At the moment, one of Australia’s most significant climate and energy research funding agencies, the Australian Renewable Energy Agency (ARENA), is in the midst of an existential fight.
That is not an unusual place to be for this organisation. It was created under the Labor governments of the late 2000s and early 2010s, and was a primary target of attack for the Abbott government that came afterwards.
After Abbott’s unsuccessful attempts to axe the body, the federal Coalition has been squeezing out the agency’s funding. That changed recently, as the government realised that instead of axing the body, or depriving it of oxygen, they could simply re-define it as an agency dedicated to funding the fossil fuel industry rather than renewables and zero emissions technologies.
The Labor party and the Greens have attemped to block the changes, designed to allow ARENA to fund carbon capture, fossil hydrogen and fossil gas under the guise of “low” emissions projects. But it isn’t looking good: the changes are likely to pass.
This is a major cog in the government’s approach to climate change. Instead of setting clear, short and long-term targets and developing a sectoral approach to achieving emissions reductions aligned with the Paris agreement, the only real effort is being put into directing government funds towards high-emissions industries so it can be spent on technologies extremely unlikely to lead to any substantial emissions reductions at any reasonable timescale.
The CCS black hole
A nice example: CCS has received several billion dollars of funding over the past few decades, in Australia. It’s pretty easy to illustrate exactly what we got, for that, in terms of emissions reductions:
If you think that looks like a ‘failure’ of CCS, you’re wrong. It did exactly what it was meant to do – it presented a promise of future emissions reductions, without actually resulting in any notable emissions reductions. It definitely captured (and continues to capture) billions in taxpayer’s dollars, but no real sacrifice or spend was required of the fossil fuel companies advocating it.

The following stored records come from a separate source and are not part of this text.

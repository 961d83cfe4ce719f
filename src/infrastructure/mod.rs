pub mod clock;
pub mod console;
pub mod in_memory;
use crate::domain::ports::{OptionMark, Presenter, QuestionView, Scheduler, Screen};
use async_trait::async_trait;
use std::sync::Arc;
use std::time::Duration;
use tokio::sync::{Notify, RwLock};

/// One call the engine made on a [`Presenter`], in order.
#[derive(Debug, Clone, PartialEq)]
pub enum PresenterEvent {
    ScreenShown(Screen),
    QuestionRendered(QuestionView),
    OptionMarked {
        option_index: usize,
        mark: OptionMark,
    },
    ScoreUpdated(usize),
    ResultRendered {
        score: usize,
        total: usize,
        message: String,
    },
}

/// Presenter that records every call into an in-memory event log.
///
/// Uses `Arc<RwLock<Vec<_>>>` for shared concurrent access, so clones see
/// the same log. The primary presenter used by the test suites.
#[derive(Default, Clone)]
pub struct RecordingPresenter {
    events: Arc<RwLock<Vec<PresenterEvent>>>,
}

impl RecordingPresenter {
    pub fn new() -> Self {
        Self::default()
    }

    pub async fn events(&self) -> Vec<PresenterEvent> {
        self.events.read().await.clone()
    }

    /// The last rendered result, if the run reached the result screen.
    pub async fn last_result(&self) -> Option<(usize, usize, String)> {
        self.events.read().await.iter().rev().find_map(|e| match e {
            PresenterEvent::ResultRendered {
                score,
                total,
                message,
            } => Some((*score, *total, message.clone())),
            _ => None,
        })
    }

    async fn record(&self, event: PresenterEvent) {
        self.events.write().await.push(event);
    }
}

#[async_trait]
impl Presenter for RecordingPresenter {
    async fn show_screen(&self, screen: Screen) {
        self.record(PresenterEvent::ScreenShown(screen)).await;
    }

    async fn render_question(&self, view: QuestionView) {
        self.record(PresenterEvent::QuestionRendered(view)).await;
    }

    async fn mark_option(&self, option_index: usize, mark: OptionMark) {
        self.record(PresenterEvent::OptionMarked { option_index, mark })
            .await;
    }

    async fn update_score(&self, score: usize) {
        self.record(PresenterEvent::ScoreUpdated(score)).await;
    }

    async fn render_result(&self, score: usize, total: usize, message: &str) {
        self.record(PresenterEvent::ResultRendered {
            score,
            total,
            message: message.to_string(),
        })
        .await;
    }
}

/// Scheduler that returns immediately but records the requested durations.
#[derive(Default, Clone)]
pub struct InstantScheduler {
    requests: Arc<RwLock<Vec<Duration>>>,
}

impl InstantScheduler {
    pub fn new() -> Self {
        Self::default()
    }

    pub async fn requested(&self) -> Vec<Duration> {
        self.requests.read().await.clone()
    }
}

#[async_trait]
impl Scheduler for InstantScheduler {
    async fn delay(&self, duration: Duration) {
        self.requests.write().await.push(duration);
    }
}

/// Scheduler whose delays complete only when [`fire`](Self::fire) is called.
/// Lets tests hold the engine inside the feedback window deterministically.
#[derive(Default, Clone)]
pub struct ManualScheduler {
    notify: Arc<Notify>,
}

impl ManualScheduler {
    pub fn new() -> Self {
        Self::default()
    }

    /// Completes one pending (or the next) delay.
    pub fn fire(&self) {
        self.notify.notify_one();
    }
}

#[async_trait]
impl Scheduler for ManualScheduler {
    async fn delay(&self, _duration: Duration) {
        self.notify.notified().await;
    }
}

#[cfg(test)]
mod tests {
    use super::*;

    #[tokio::test]
    async fn test_recording_presenter_keeps_call_order() {
        let presenter = RecordingPresenter::new();
        presenter.show_screen(Screen::Quiz).await;
        presenter.update_score(1).await;
        presenter.render_result(1, 2, "msg").await;

        let events = presenter.events().await;
        assert_eq!(events.len(), 3);
        assert_eq!(events[0], PresenterEvent::ScreenShown(Screen::Quiz));
        assert_eq!(events[1], PresenterEvent::ScoreUpdated(1));
        assert_eq!(
            presenter.last_result().await,
            Some((1, 2, "msg".to_string()))
        );
    }

    #[tokio::test]
    async fn test_instant_scheduler_records_requests() {
        let scheduler = InstantScheduler::new();
        scheduler.delay(Duration::from_millis(250)).await;
        scheduler.delay(Duration::from_millis(1000)).await;
        assert_eq!(
            scheduler.requested().await,
            vec![Duration::from_millis(250), Duration::from_millis(1000)]
        );
    }

    #[tokio::test]
    async fn test_manual_scheduler_blocks_until_fired() {
        let scheduler = ManualScheduler::new();
        let waiting = tokio::spawn({
            let scheduler = scheduler.clone();
            async move { scheduler.delay(Duration::from_millis(1)).await }
        });
        tokio::task::yield_now().await;
        assert!(!waiting.is_finished());

        scheduler.fire();
        waiting.await.unwrap();
    }
}
//! Application layer containing the core quiz logic orchestration.
//!
//! This module defines the `QuizEngine` which owns the session state and
//! drives the Presenter and Scheduler ports through a run.

pub mod engine;
use async_trait::async_trait;
use std::sync::Arc;
use std::time::Duration;

/// The three screens of the quiz UI.
#[derive(Debug, Clone, Copy, PartialEq, Eq)]
pub enum Screen {
    Start,
    Quiz,
    Result,
}

/// Feedback mark applied to a single option after a submission.
#[derive(Debug, Clone, Copy, PartialEq, Eq)]
pub enum OptionMark {
    Correct,
    Incorrect,
}

/// Everything a presenter needs to display one question.
///
/// Options keep their order from the quiz set; the position within `options`
/// is the stable reference used by `submit_answer` and `mark_option`.
/// `progress` is in `0..1` and reflects questions entered, not completed.
#[derive(Debug, Clone, PartialEq)]
pub struct QuestionView {
    pub prompt: String,
    pub options: Vec<String>,
    pub progress: f64,
    pub number: usize,
    pub total: usize,
}

/// UI-rendering collaborator driven by the engine. Assumed infallible.
#[async_trait]
pub trait Presenter: Send + Sync {
    async fn show_screen(&self, screen: Screen);
    async fn render_question(&self, view: QuestionView);
    async fn mark_option(&self, option_index: usize, mark: OptionMark);
    async fn update_score(&self, score: usize);
    async fn render_result(&self, score: usize, total: usize, message: &str);
}

/// Delayed-execution collaborator. `delay` returns after at least `duration`.
#[async_trait]
pub trait Scheduler: Send + Sync {
    async fn delay(&self, duration: Duration);
}

pub type PresenterRef = Arc<dyn Presenter>;
pub type SchedulerRef = Arc<dyn Scheduler>;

In talking up the bill, Liberal MP Dave Sharma specifically referenced the Gorgon CCS plant, Australia’s only operational carbon capture site. It’s a nice example because we can, due to the detail of Australia’s quarterly emissions data, show exactly how tiny the impacts are, compared only to the fugitive emissions from coal and gas mining in Australia:
Specific technologies and plenty of taxes
The mantra of the Morrison government is “technology, not taxes”. It’s a deeply ludicrous plea, for two reasons.
First, there is no real love for technology from the government. This can be seen from the deeply hostile response towards incentivising electric vehicles, or the lingering antagonism towards wind farms. Second, much of the funding for these policies come literally and directly from taxation.
Yes, it is true that only focusing on future climate research instead of deploying technology today is bad – but the government isn’t even really focusing on future climate research.
A recent report from the IEA outlines the core problem quite nicely: Australia’s research and development into energy boomed under the Labor government and collapsed under the current Liberal-National government. It’s pretty damn stark, when you look at the numbers:
The post 2013 dip is partly due to the winding up of several major programs, but none were replaced. That means the areas in which research would have actually been useful – like hard-to-decarbonise sectors, or nascent technologies – have fallen by the wayside.
Relative to the IEA’s other member countries, Australia comes second-last in terms of spending on energy RD&D budgets, only surpassing Mexico. Norway is first, for the year 2020.
When the government announced their plan to make ARENA fund non-renewables, Australia’s gas lobby unsubtly announced that the decision put them in the “driver’s seat.” That is certainly true, but is there all that much left to drive? To them, it surely doesn’t matter: all they need is the glossy PDF. Anything that might actually result in reduced emissions would be a suboptimal outcome for them, so calling for increased funding or decarbonisation RD&D programs with real potential is something you won’t hear from the fossil fuel industry.
ARENA is likely to soon become co-opted into the heart of the government’s climate policy: empty protestations and promises instead of immediate, substantial action. CCS, fossil hydrogen and nature-based carbon offsets all will be used for this purpose; ‘look, we’re doing something’. It’s a sad moment for a formerly great agency.